• _PROBLEM DETAILS_
Among the entries that follow, find every line with the word "TraceLayer" and list it.

═══

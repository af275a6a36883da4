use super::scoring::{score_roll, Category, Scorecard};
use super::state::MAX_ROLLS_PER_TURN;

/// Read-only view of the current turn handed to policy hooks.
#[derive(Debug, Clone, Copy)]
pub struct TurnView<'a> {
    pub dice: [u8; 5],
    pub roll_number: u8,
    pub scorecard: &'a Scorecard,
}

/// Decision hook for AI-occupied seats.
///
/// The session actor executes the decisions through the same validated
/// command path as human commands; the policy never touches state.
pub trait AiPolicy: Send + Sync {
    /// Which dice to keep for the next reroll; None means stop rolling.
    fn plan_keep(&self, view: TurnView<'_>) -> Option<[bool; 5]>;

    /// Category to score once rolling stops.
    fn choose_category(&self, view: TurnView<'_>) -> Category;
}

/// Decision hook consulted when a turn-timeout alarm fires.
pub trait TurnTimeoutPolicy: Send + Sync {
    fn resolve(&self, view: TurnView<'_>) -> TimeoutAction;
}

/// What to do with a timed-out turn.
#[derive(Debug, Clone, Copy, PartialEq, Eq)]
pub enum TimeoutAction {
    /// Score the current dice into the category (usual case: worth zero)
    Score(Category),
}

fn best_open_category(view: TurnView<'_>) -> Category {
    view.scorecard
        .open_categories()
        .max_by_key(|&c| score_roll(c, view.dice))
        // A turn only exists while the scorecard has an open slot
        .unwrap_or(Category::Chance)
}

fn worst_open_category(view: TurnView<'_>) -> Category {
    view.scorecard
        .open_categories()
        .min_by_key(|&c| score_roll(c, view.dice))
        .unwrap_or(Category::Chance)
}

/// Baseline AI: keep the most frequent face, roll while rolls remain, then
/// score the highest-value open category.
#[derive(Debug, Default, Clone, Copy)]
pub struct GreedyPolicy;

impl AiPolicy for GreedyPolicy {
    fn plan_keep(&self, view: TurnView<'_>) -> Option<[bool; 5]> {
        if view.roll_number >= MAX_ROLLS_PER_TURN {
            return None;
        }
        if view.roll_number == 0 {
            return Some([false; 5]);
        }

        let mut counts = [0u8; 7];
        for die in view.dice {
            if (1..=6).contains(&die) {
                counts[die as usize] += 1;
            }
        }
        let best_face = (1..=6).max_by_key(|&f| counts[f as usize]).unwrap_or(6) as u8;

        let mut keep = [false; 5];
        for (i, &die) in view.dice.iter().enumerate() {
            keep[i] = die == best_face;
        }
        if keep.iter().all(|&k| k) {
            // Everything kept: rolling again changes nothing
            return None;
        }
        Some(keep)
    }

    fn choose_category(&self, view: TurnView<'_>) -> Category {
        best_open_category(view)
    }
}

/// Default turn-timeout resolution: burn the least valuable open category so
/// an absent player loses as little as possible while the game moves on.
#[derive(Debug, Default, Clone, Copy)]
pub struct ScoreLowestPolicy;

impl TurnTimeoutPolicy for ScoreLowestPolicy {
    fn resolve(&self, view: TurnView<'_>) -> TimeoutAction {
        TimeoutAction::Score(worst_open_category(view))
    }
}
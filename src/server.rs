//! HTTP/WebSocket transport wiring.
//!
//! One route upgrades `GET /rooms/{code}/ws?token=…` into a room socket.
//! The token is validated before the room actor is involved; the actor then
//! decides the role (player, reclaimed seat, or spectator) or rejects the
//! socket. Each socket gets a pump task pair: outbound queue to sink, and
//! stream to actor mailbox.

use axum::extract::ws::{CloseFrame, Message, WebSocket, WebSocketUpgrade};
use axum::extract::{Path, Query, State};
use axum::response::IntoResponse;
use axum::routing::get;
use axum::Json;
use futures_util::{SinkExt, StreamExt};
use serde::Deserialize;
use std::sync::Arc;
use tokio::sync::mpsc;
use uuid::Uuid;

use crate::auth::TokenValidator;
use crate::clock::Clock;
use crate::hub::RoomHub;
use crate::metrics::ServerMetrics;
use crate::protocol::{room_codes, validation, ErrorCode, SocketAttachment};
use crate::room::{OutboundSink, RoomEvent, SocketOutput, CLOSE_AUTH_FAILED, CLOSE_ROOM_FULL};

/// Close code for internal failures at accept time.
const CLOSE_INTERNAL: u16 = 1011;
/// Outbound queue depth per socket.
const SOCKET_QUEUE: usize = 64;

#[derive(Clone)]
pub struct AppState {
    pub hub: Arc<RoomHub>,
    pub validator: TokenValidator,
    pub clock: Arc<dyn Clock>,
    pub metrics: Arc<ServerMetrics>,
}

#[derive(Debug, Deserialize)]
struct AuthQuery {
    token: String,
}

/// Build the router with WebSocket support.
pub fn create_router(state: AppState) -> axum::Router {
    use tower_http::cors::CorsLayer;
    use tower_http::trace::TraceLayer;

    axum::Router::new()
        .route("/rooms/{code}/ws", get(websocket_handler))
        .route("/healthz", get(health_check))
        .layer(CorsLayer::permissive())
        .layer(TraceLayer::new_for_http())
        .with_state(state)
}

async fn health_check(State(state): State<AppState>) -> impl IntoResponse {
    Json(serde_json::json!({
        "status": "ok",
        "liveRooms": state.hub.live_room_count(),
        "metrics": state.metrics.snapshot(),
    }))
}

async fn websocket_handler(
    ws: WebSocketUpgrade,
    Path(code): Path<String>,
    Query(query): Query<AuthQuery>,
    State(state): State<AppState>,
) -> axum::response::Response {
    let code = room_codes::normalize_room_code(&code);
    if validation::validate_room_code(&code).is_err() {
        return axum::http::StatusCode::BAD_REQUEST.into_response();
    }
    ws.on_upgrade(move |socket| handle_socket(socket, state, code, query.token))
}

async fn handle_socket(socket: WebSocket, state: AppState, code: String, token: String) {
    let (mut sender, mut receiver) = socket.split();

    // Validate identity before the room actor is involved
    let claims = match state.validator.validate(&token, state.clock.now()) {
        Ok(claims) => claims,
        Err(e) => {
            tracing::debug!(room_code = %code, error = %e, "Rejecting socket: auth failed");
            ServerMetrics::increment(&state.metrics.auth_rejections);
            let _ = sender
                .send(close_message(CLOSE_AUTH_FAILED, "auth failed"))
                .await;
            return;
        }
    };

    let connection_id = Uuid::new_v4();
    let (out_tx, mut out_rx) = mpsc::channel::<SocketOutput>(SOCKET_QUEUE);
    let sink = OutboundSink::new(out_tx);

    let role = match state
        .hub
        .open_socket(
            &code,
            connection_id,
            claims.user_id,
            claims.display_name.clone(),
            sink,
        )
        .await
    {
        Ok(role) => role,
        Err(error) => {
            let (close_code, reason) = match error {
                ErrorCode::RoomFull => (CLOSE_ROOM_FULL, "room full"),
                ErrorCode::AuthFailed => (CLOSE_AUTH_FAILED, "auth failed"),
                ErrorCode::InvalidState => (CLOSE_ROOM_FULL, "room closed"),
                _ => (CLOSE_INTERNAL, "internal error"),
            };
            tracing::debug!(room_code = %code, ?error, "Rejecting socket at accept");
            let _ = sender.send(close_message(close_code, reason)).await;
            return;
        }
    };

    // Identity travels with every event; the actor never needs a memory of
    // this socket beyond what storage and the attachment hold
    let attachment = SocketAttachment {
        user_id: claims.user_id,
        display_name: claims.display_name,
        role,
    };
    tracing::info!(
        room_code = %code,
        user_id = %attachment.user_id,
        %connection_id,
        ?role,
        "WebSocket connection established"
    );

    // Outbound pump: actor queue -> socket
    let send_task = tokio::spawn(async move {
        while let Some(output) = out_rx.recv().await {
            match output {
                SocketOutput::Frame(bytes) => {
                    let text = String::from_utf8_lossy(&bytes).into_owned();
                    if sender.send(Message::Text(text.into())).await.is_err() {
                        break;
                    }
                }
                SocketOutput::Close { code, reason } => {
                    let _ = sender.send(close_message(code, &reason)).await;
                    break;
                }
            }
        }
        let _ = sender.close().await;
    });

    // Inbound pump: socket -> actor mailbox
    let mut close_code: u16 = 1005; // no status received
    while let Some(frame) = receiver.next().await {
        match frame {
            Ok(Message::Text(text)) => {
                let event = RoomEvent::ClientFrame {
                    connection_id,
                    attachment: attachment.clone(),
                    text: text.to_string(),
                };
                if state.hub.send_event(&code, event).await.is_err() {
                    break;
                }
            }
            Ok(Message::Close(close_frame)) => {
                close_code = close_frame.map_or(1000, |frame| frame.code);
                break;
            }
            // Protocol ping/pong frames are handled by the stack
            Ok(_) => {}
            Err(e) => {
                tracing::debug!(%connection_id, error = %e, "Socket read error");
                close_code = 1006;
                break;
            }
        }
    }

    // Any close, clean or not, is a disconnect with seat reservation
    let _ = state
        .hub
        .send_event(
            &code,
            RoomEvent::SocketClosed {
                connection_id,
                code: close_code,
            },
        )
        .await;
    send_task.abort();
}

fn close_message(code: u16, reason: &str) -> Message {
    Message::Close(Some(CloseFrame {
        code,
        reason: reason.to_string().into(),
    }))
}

═══

• _RESULT_
    use tower_http::trace::TraceLayer;
        .layer(TraceLayer::new_for_http())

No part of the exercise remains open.